2005: evolutionary stage II, 32- and 64-cavity production cells become standardAfter about another year, the process technology and composition of the material compound had been stabilized to the point where a further increase in production capacity could be considered. As the product design was not altered for the time being, the cycle time remained unchanged at 28 seconds, with a scrap rate of about 15 per cent. What had to be further improved though, was the method of visual parts inspection. Instead of separate inspection on every machine, a multi-track parts transfer system was installed, to which several machines were connected, and which transported the parts to a central inspection station where every single part was still inspected by human staff.
In 2008, the production routine of the Buzek team had been stabilized to the extent that the number of cavities could be doubled once more, this time from 32 to 64. However, the aim was not only to double the number of cavities, but also to combine this with a reduction in cycle time. To provide the necessary prerequisites, the molded part was re-designed in close cooperation with the customer’s engineers, with a selective reduction of wall thicknesses which led to a 15 % decrease in both part weight and cycle time.
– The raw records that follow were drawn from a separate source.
//! The stream front: cursor, substreams, write-back, lifecycle
//!
//! A [`Stream`] is a seekable dual-mode cursor over a backing store. All
//! format-level behavior lives here and in the sibling modules: typed
//! primitive codecs in `read`/`write`, the sub-byte accumulator in
//! `bits`. Generated parser/serializer types hold a `Stream` and call
//! straight into this surface.

mod bits;
mod read;
mod write;

#[cfg(test)]
mod tests;

pub use bits::BitOrder;

use std::fmt;
use std::mem;
use std::path::Path;

use tracing::trace;

use crate::error::{Result, StreamError};
use crate::storage::{BufferStore, FileStore, ListStore, SharedStore, Storage};

/// A seekable read/write cursor over a byte source.
///
/// Streams are single-threaded and strictly sequential: every operation
/// mutates the cursor (and possibly the bit accumulator) in program
/// order. Byte-aligned operations align the bit accumulator first, so
/// interleaving bit-level and byte-level access is always well defined.
///
/// # Example
///
/// ```
/// use tessera_runtime::Stream;
///
/// let mut io = Stream::from_bytes(vec![0x12, 0x34, 0x56, 0x78]);
/// assert_eq!(io.read_u2be().unwrap(), 0x1234);
/// assert_eq!(io.read_u2le().unwrap(), 0x7856);
/// assert!(io.is_eof().unwrap());
/// ```
pub struct Stream {
    storage: Storage,
    pos: u64,

    // Bit accumulator: `bits_left` residue bits (0..=7) tagged with the
    // order and mode of the bit op that produced them.
    bits: u64,
    bits_left: u32,
    bit_order: BitOrder,
    bits_write_mode: bool,

    // Absolute position of this stream's origin within the root stream.
    offset: u64,

    write_back: Option<WriteBackHandler>,
    children: Vec<Stream>,
}

impl Stream {
    fn with_storage(storage: Storage, offset: u64) -> Self {
        Self {
            storage,
            pos: 0,
            bits: 0,
            bits_left: 0,
            bit_order: BitOrder::Be,
            bits_write_mode: false,
            offset,
            write_back: None,
            children: Vec::new(),
        }
    }

    /// Open a read-only stream over a file with random access.
    ///
    /// The file is read through the handle on demand; for small files,
    /// `Stream::from_bytes(std::fs::read(path)?)` is usually faster.
    pub fn from_file(path: impl AsRef<Path>) -> Result<Self> {
        let store = FileStore::open(path.as_ref())?;
        Ok(Self::with_storage(Storage::File(store), 0))
    }

    /// Read-only stream over a copy of the given bytes.
    ///
    /// Substreams carved from it share the allocation without copying.
    pub fn from_bytes(data: impl Into<Vec<u8>>) -> Self {
        Self::with_storage(Storage::Shared(SharedStore::new(data.into())), 0)
    }

    /// Read/write stream over an owned buffer of fixed size.
    pub fn from_buffer(data: Vec<u8>) -> Self {
        Self::with_storage(Storage::Buffer(BufferStore::new(data)), 0)
    }

    /// Read/write stream over a zero-filled buffer of `n` bytes, for
    /// serialization with a known final size.
    pub fn with_capacity(n: usize) -> Self {
        Self::with_storage(Storage::Buffer(BufferStore::with_capacity(n)), 0)
    }

    /// Write-only stream over a growable byte list, for serialization
    /// when the final size is unknown upfront. Seeking past the end and
    /// writing zero-fills the gap.
    pub fn from_byte_list() -> Self {
        Self::with_storage(Storage::List(ListStore::new()), 0)
    }

    // ------------------------------------------------------------------
    // Stream positioning
    // ------------------------------------------------------------------

    /// Current cursor position: whole bytes consumed or produced since
    /// the stream origin. A partial bit tail is not counted until it is
    /// flushed to the store.
    pub fn pos(&self) -> u64 {
        self.pos
    }

    /// Total size of the stream in bytes.
    pub fn size(&self) -> Result<u64> {
        self.storage.len()
    }

    /// Absolute position of this stream's origin within the root stream.
    ///
    /// Zero for root streams; substreams inherit the parent's offset plus
    /// the carve position. Consumed by [`crate::Span`].
    pub fn offset(&self) -> u64 {
        self.offset
    }

    /// Move the cursor to an absolute position.
    ///
    /// Aligns the bit accumulator first (flushing a partial write byte if
    /// one is pending). Seeking past the end fails with `EndOfStream`
    /// except on a growable stream, where the gap is zero-filled if a
    /// write follows.
    pub fn seek(&mut self, new_pos: u64) -> Result<()> {
        self.align_to_byte()?;
        if !self.storage.seek_in_bounds(new_pos)? {
            return Err(StreamError::EndOfStream {
                requested: 0,
                pos: new_pos,
                size: self.size()?,
            });
        }
        self.pos = new_pos;
        Ok(())
    }

    /// Whether the cursor is at the end of the stream with no unconsumed
    /// bit residue.
    pub fn is_eof(&self) -> Result<bool> {
        if !self.bits_write_mode && self.bits_left > 0 {
            return Ok(false);
        }
        Ok(self.pos >= self.storage.len()?)
    }

    /// Close the stream.
    ///
    /// Flushes a pending partial bit byte first, then releases the
    /// backing store; the release happens even if the flush fails. If
    /// both steps fail, the close error is primary and the flush error is
    /// attached as suppressed context. In-memory contents remain
    /// retrievable through [`Stream::to_byte_array`] after close; a file
    /// handle is dropped.
    pub fn close(&mut self) -> Result<()> {
        trace!(pos = self.pos, "closing stream");
        let flushed = self.align_to_byte();
        let released = self.storage.close();
        match (flushed, released) {
            (Ok(()), Ok(())) => Ok(()),
            (Err(flush), Ok(())) => Err(flush),
            (Ok(()), Err(close)) => Err(close),
            (Err(flush), Err(close)) => Err(StreamError::CloseFailed {
                primary: Box::new(close),
                suppressed: Box::new(flush),
            }),
        }
    }

    /// Full contents of the stream as a byte array, independent of the
    /// cursor. Flushes a pending partial bit byte first.
    pub fn to_byte_array(&mut self) -> Result<Vec<u8>> {
        self.align_to_byte()?;
        self.storage.snapshot()
    }

    /// Read-only stream over this stream's current contents, positioned
    /// at the start.
    ///
    /// Zero-copy when the stream is already backed by a shared window;
    /// otherwise the contents are copied out once.
    pub fn as_readonly_view(&mut self) -> Result<Stream> {
        self.align_to_byte()?;
        let storage = match &self.storage {
            Storage::Shared(s) => Storage::Shared(s.clone()),
            _ => Storage::Shared(SharedStore::new(self.storage.snapshot()?)),
        };
        Ok(Self::with_storage(storage, self.offset))
    }

    // ------------------------------------------------------------------
    // Substreams
    // ------------------------------------------------------------------

    /// Carve a bounded substream of the next `n` bytes.
    ///
    /// The parent cursor advances past the window; the child starts at
    /// position 0 with size `n`, an empty bit accumulator and an origin
    /// offset pointing at the carve position. Over a shared-window parent
    /// the child shares the allocation; otherwise it owns an independent
    /// read-only copy of the window.
    pub fn substream(&mut self, n: u64) -> Result<Stream> {
        self.align_to_byte()?;
        let size = self.size()?;
        if n > size.saturating_sub(self.pos) {
            return Err(StreamError::EndOfStream {
                requested: n,
                pos: self.pos,
                size,
            });
        }
        let child_offset = self.offset + self.pos;
        let storage = match &mut self.storage {
            Storage::Shared(s) => Storage::Shared(s.carve(self.pos, n)),
            _ => {
                let mut window = vec![0u8; n as usize];
                self.storage.read_at(self.pos, &mut window)?;
                Storage::Shared(SharedStore::new(window))
            }
        };
        self.pos += n;
        trace!(offset = child_offset, len = n, "carved substream");
        Ok(Self::with_storage(storage, child_offset))
    }

    // ------------------------------------------------------------------
    // Write-back and child tracking
    // ------------------------------------------------------------------

    /// Remember how this stream's finalized contents should be written
    /// back into its parent.
    pub fn set_write_back_handler(&mut self, handler: WriteBackHandler) {
        self.write_back = Some(handler);
    }

    /// Register a child stream whose write-back runs when this stream's
    /// [`Stream::write_back_child_streams`] walk executes. The child is
    /// owned by this stream from now on, which makes handler cycles
    /// unrepresentable.
    pub fn add_child_stream(&mut self, child: Stream) {
        self.children.push(child);
    }

    /// Run the write-back protocol over all registered children.
    ///
    /// Children are processed in registration order; each child first
    /// recurses into its own children, then its handler re-enters this
    /// stream at the remembered position. The child list is cleared and
    /// the cursor restored afterwards. Every handler runs exactly once;
    /// errors propagate immediately.
    pub fn write_back_child_streams(&mut self) -> Result<()> {
        let saved = self.pos;
        let mut children = mem::take(&mut self.children);
        trace!(children = children.len(), "write-back walk");
        for child in &mut children {
            child.write_back_into(self)?;
        }
        self.seek(saved)?;
        Ok(())
    }

    /// Recursive step of the write-back walk: finalize our own children,
    /// then dispatch our handler against the parent.
    fn write_back_into(&mut self, parent: &mut Stream) -> Result<()> {
        let saved = self.pos;
        let mut children = mem::take(&mut self.children);
        for child in &mut children {
            child.write_back_into(self)?;
        }
        self.seek(saved)?;
        let handler = self.write_back.take().ok_or_else(|| {
            StreamError::UnsupportedOperation(
                "child stream registered without a write-back handler".to_string(),
            )
        })?;
        handler.run(parent, self)
    }

    // ------------------------------------------------------------------
    // Unaligned raw access shared by the codec and bit layers
    // ------------------------------------------------------------------

    /// Read exactly `buf.len()` bytes at the cursor without touching the
    /// bit accumulator. Used mid-bit-field and by aligned ops after they
    /// have aligned.
    pub(crate) fn read_bytes_not_aligned(&mut self, buf: &mut [u8]) -> Result<()> {
        self.storage.read_at(self.pos, buf)?;
        self.pos += buf.len() as u64;
        Ok(())
    }

    /// Step the cursor back `n` bytes after an overshooting probe read.
    pub(crate) fn unread(&mut self, n: u64) {
        self.pos -= n;
    }

    /// Write `buf` at the cursor without touching the bit accumulator.
    pub(crate) fn write_bytes_not_aligned(&mut self, buf: &[u8]) -> Result<()> {
        self.storage.write_at(self.pos, buf)?;
        self.pos += buf.len() as u64;
        Ok(())
    }

    /// Align, then read exactly `buf.len()` bytes.
    pub(crate) fn read_aligned(&mut self, buf: &mut [u8]) -> Result<()> {
        self.align_to_byte()?;
        self.read_bytes_not_aligned(buf)
    }

    /// Align (flushing any partial write byte), then write `buf`.
    pub(crate) fn write_aligned(&mut self, buf: &[u8]) -> Result<()> {
        self.align_to_byte()?;
        self.write_bytes_not_aligned(buf)
    }
}

impl fmt::Debug for Stream {
    fn fmt(&self, f: &mut fmt::Formatter<'_>) -> fmt::Result {
        f.debug_struct("Stream")
            .field("pos", &self.pos)
            .field("offset", &self.offset)
            .field("bits_left", &self.bits_left)
            .field("children", &self.children.len())
            .finish_non_exhaustive()
    }
}

/// Deferred write of parse-determined values (sizes, offsets, checksums)
/// into a parent stream.
///
/// Registered on a child stream together with the parent position where
/// the placeholder lives. During the parent's write-back walk the parent
/// seeks to that position and the callback runs with both streams, the
/// child's contents being final by then.
pub struct WriteBackHandler {
    pos: u64,
    write: Box<dyn FnOnce(&mut Stream, &mut Stream) -> Result<()>>,
}

impl WriteBackHandler {
    /// `write` receives the parent (already seeked to `pos`) and the
    /// finalized child.
    pub fn new(
        pos: u64,
        write: impl FnOnce(&mut Stream, &mut Stream) -> Result<()> + 'static,
    ) -> Self {
        Self {
            pos,
            write: Box::new(write),
        }
    }

    fn run(self, parent: &mut Stream, child: &mut Stream) -> Result<()> {
        trace!(pos = self.pos, "write-back");
        parent.seek(self.pos)?;
        (self.write)(parent, child)
    }
}

impl fmt::Debug for WriteBackHandler {
    fn fmt(&self, f: &mut fmt::Formatter<'_>) -> fmt::Result {
        f.debug_struct("WriteBackHandler")
            .field("pos", &self.pos)
            .finish_non_exhaustive()
    }
}
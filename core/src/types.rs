//! Typed view of the merge server's JSON replies.
//!
//! # Design
//! The server reports validation failures as a JSON error object, often with
//! a 200 status, so a present result from `submit` can still be a failure.
//! `MergeReply` tells the two apart by shape. These types mirror the mock
//! server's schema but are defined independently; the integration tests catch
//! drift between the two crates.

use serde::{Deserialize, Serialize};
use serde_json::Value;

use crate::error::ApiError;

/// A decoded merge response.
#[derive(Debug, Clone, PartialEq, Eq, Serialize, Deserialize)]
#[serde(untagged)]
pub enum MergeReply {
    Success { message: String, download_link: String },
    Failure { message: String, code: u16 },
}

impl MergeReply {
    /// Decode a JSON value returned by `MergeRequestClient::submit`.
    pub fn from_value(value: Value) -> Result<Self, ApiError> {
        serde_json::from_value(value).map_err(|e| ApiError::Deserialization(e.to_string()))
    }

    pub fn is_success(&self) -> bool {
        matches!(self, MergeReply::Success { .. })
    }

    pub fn message(&self) -> &str {
        match self {
            MergeReply::Success { message, .. } | MergeReply::Failure { message, .. } => {
                message.as_str()
            }
        }
    }
}
//! Stand-in for the external merge server.
//!
//! Serves `POST /merge-files` with the same reply shapes as the real server
//! and `ANY /status/{code}` for exercising non-2xx paths. Every request
//! passes through a recording layer so tests can inspect exactly what a
//! client sent.

use std::sync::Arc;

use axum::{
    body::Body,
    extract::{multipart::MultipartError, DefaultBodyLimit, Multipart, Path, Request, State},
    http::StatusCode,
    middleware::{self, Next},
    response::Response,
    routing::{any, post},
    Json, Router,
};
use log::info;
use serde::{Deserialize, Serialize};
use tokio::{net::TcpListener, sync::RwLock};
use uuid::Uuid;

pub const WEB_FILE_FIELD: &str = "web_file";
pub const BITRIX_FILE_FIELD: &str = "bitrix_file";

#[derive(Clone, Debug, PartialEq, Eq, Serialize, Deserialize)]
#[serde(untagged)]
pub enum MergeReply {
    Success { message: String, download_link: String },
    Failure { message: String, code: u16 },
}

/// A request as it arrived on the wire.
#[derive(Clone, Debug, PartialEq, Eq)]
pub struct RecordedRequest {
    pub method: String,
    pub uri: String,
    pub headers: Vec<(String, String)>,
    pub body: Vec<u8>,
}

impl RecordedRequest {
    pub fn header(&self, name: &str) -> Option<&str> {
        self.headers
            .iter()
            .find(|(key, _)| key.eq_ignore_ascii_case(name))
            .map(|(_, value)| value.as_str())
    }
}

/// Shared log of every request the app has seen, oldest first.
///
/// Bodies are kept in full and nothing is ever evicted, so the log grows for
/// as long as the app lives. Meant for short-lived test servers only.
#[derive(Clone, Debug, Default)]
pub struct Recorder(Arc<RwLock<Vec<RecordedRequest>>>);

impl Recorder {
    pub fn new() -> Self {
        Self::default()
    }

    pub async fn requests(&self) -> Vec<RecordedRequest> {
        self.0.read().await.clone()
    }

    async fn push(&self, request: RecordedRequest) {
        self.0.write().await.push(request);
    }
}

pub fn app() -> Router {
    app_with_recorder(Recorder::new())
}

pub fn app_with_recorder(recorder: Recorder) -> Router {
    Router::new()
        .route(
            "/merge-files",
            post(merge_files).layer(DefaultBodyLimit::disable()),
        )
        .route("/status/{code}", any(status_reply))
        .layer(middleware::from_fn_with_state(recorder, record_request))
}

pub async fn run(listener: TcpListener) -> Result<(), std::io::Error> {
    axum::serve(listener, app()).await
}

pub async fn run_with_recorder(
    listener: TcpListener,
    recorder: Recorder,
) -> Result<(), std::io::Error> {
    axum::serve(listener, app_with_recorder(recorder)).await
}

/// Buffer the body, record the request, then hand an identical request on.
async fn record_request(
    State(recorder): State<Recorder>,
    request: Request,
    next: Next,
) -> Result<Response, StatusCode> {
    let (parts, body) = request.into_parts();
    let bytes = axum::body::to_bytes(body, usize::MAX)
        .await
        .map_err(|_| StatusCode::BAD_REQUEST)?;
    info!("{} {} ({} bytes)", parts.method, parts.uri, bytes.len());

    let headers = parts
        .headers
        .iter()
        .map(|(name, value)| {
            (
                name.as_str().to_string(),
                String::from_utf8_lossy(value.as_bytes()).into_owned(),
            )
        })
        .collect();
    recorder
        .push(RecordedRequest {
            method: parts.method.to_string(),
            uri: parts.uri.to_string(),
            headers,
            body: bytes.to_vec(),
        })
        .await;

    Ok(next.run(Request::from_parts(parts, Body::from(bytes))).await)
}

async fn merge_files(mut multipart: Multipart) -> Result<Json<MergeReply>, MultipartError> {
    let mut web_file = None;
    let mut bitrix_file = None;
    while let Some(field) = multipart.next_field().await? {
        let name = field.name().unwrap_or_default().to_string();
        let file_name = field.file_name().map(str::to_string);
        field.bytes().await?;
        match name.as_str() {
            WEB_FILE_FIELD => web_file = file_name,
            BITRIX_FILE_FIELD => bitrix_file = file_name,
            _ => {}
        }
    }
    Ok(Json(merge_reply(web_file, bitrix_file)))
}

/// Validate the uploaded file names the way the merge server does.
///
/// Failures are reported in the body with `code: 400`, not in the status.
pub fn merge_reply(web_file: Option<String>, bitrix_file: Option<String>) -> MergeReply {
    let (Some(web_file), Some(bitrix_file)) = (web_file, bitrix_file) else {
        return failure("both web_file and bitrix_file are required");
    };
    if !is_xlsx(&web_file) {
        return failure("web system file must have the .xlsx extension");
    }
    if !is_xlsx(&bitrix_file) {
        return failure("bitrix file must have the .xlsx extension");
    }
    MergeReply::Success {
        message: "files merged".to_string(),
        download_link: format!("/download?link=merged_{}.xlsx", Uuid::new_v4().simple()),
    }
}

fn is_xlsx(file_name: &str) -> bool {
    file_name.to_lowercase().ends_with(".xlsx")
}

fn failure(message: &str) -> MergeReply {
    MergeReply::Failure {
        message: message.to_string(),
        code: 400,
    }
}

async fn status_reply(Path(code): Path<u16>) -> (StatusCode, Json<MergeReply>) {
    let status = StatusCode::from_u16(code).unwrap_or(StatusCode::BAD_REQUEST);
    let reply = MergeReply::Failure {
        message: status.canonical_reason().unwrap_or("unknown").to_string(),
        code: status.as_u16(),
    };
    (status, Json(reply))
}
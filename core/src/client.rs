//! Stateless request builder and response parser for the merge upload.
//!
//! # Design
//! `MergeRequestClient` carries no state at all. `build_submit` produces an
//! `HttpRequest`, `parse_submit` consumes an `HttpResponse`, and `submit`
//! runs the two around one `Transport::execute` call. Hosts that do their own
//! I/O can use the split methods directly. Building is async only because
//! the multipart encoder yields a stream; it performs no I/O.
//!
//! A non-2xx status yields `Ok(None)` without looking at the body. The
//! `*_checked` methods are the strict alternative and report the status as
//! `ApiError::HttpStatus`.

use log::debug;
use serde_json::Value;

use crate::endpoint::EndpointTarget;
use crate::error::ApiError;
use crate::form::FormPayload;
use crate::http::{HttpRequest, HttpResponse};
use crate::transport::Transport;

/// Client for posting a multipart form to the merge endpoint.
#[derive(Debug, Clone, Copy, Default)]
pub struct MergeRequestClient;

impl MergeRequestClient {
    pub fn new() -> Self {
        Self
    }

    /// Build the POST for `payload`. The only header is the multipart content
    /// type; the URL is the target string unchanged.
    pub async fn build_submit(
        &self,
        payload: &FormPayload,
        target: &EndpointTarget,
    ) -> Result<HttpRequest, ApiError> {
        let encoded = payload.encode().await?;
        Ok(HttpRequest {
            url: target.as_str().to_string(),
            headers: vec![("content-type".to_string(), encoded.content_type)],
            body: encoded.body,
        })
    }

    /// Decode a 2xx body as JSON; any other status gives `Ok(None)`.
    pub fn parse_submit(&self, response: HttpResponse) -> Result<Option<Value>, ApiError> {
        if !response.is_success() {
            return Ok(None);
        }
        decode_json(&response.body).map(Some)
    }

    /// Like `parse_submit`, but a non-2xx status is an error.
    pub fn parse_submit_checked(&self, response: HttpResponse) -> Result<Value, ApiError> {
        if !response.is_success() {
            return Err(ApiError::HttpStatus {
                status: response.status,
                body: response.body,
            });
        }
        decode_json(&response.body)
    }

    /// Post `payload` to `target` and return the decoded JSON body.
    ///
    /// Transport failures and malformed JSON on a 2xx response are returned
    /// as `Err`; a non-2xx status is `Ok(None)`.
    pub async fn submit<T: Transport>(
        &self,
        transport: &T,
        payload: &FormPayload,
        target: &EndpointTarget,
    ) -> Result<Option<Value>, ApiError> {
        let response = self.send(transport, payload, target).await?;
        self.parse_submit(response)
    }

    /// Post `payload` to `target`, treating a non-2xx status as an error.
    pub async fn submit_checked<T: Transport>(
        &self,
        transport: &T,
        payload: &FormPayload,
        target: &EndpointTarget,
    ) -> Result<Value, ApiError> {
        let response = self.send(transport, payload, target).await?;
        self.parse_submit_checked(response)
    }

    async fn send<T: Transport>(
        &self,
        transport: &T,
        payload: &FormPayload,
        target: &EndpointTarget,
    ) -> Result<HttpResponse, ApiError> {
        let request = self.build_submit(payload, target).await?;
        debug!("submitting form to {}", request.url);
        let response = transport.execute(request).await?;
        debug!("{} answered {}", target.as_str(), response.status);
        Ok(response)
    }
}

fn decode_json(body: &str) -> Result<Value, ApiError> {
    serde_json::from_str(body).map_err(|e| ApiError::Deserialization(e.to_string()))
}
But this required larger and faster machines. Because of positive past experience, Battenfeld was again selected as equipment supplier, and the hydraulic models chosen were HM 400 / 2250 machines, again with rechargeable injection batteries, including Battenfeld robots and parts transfer systems. The result of this evolutionary stage was impressive: within only three years from production start-up, the company had increased production output by 300% and simultaneously reduced the scrap rate from 15 to 9 per cent. The high output volume forced the company to create a new concept for quality inspection of the finished parts. This was no longer feasible using human staff, neither economically nor in terms of available human resources. To solve this problem, the Buzek team installed a supporting visual inspection system with automatic separation of rejects. A mere supporting system, because it was able to recognize only the parts’ general completeness, but not every defect in minor details.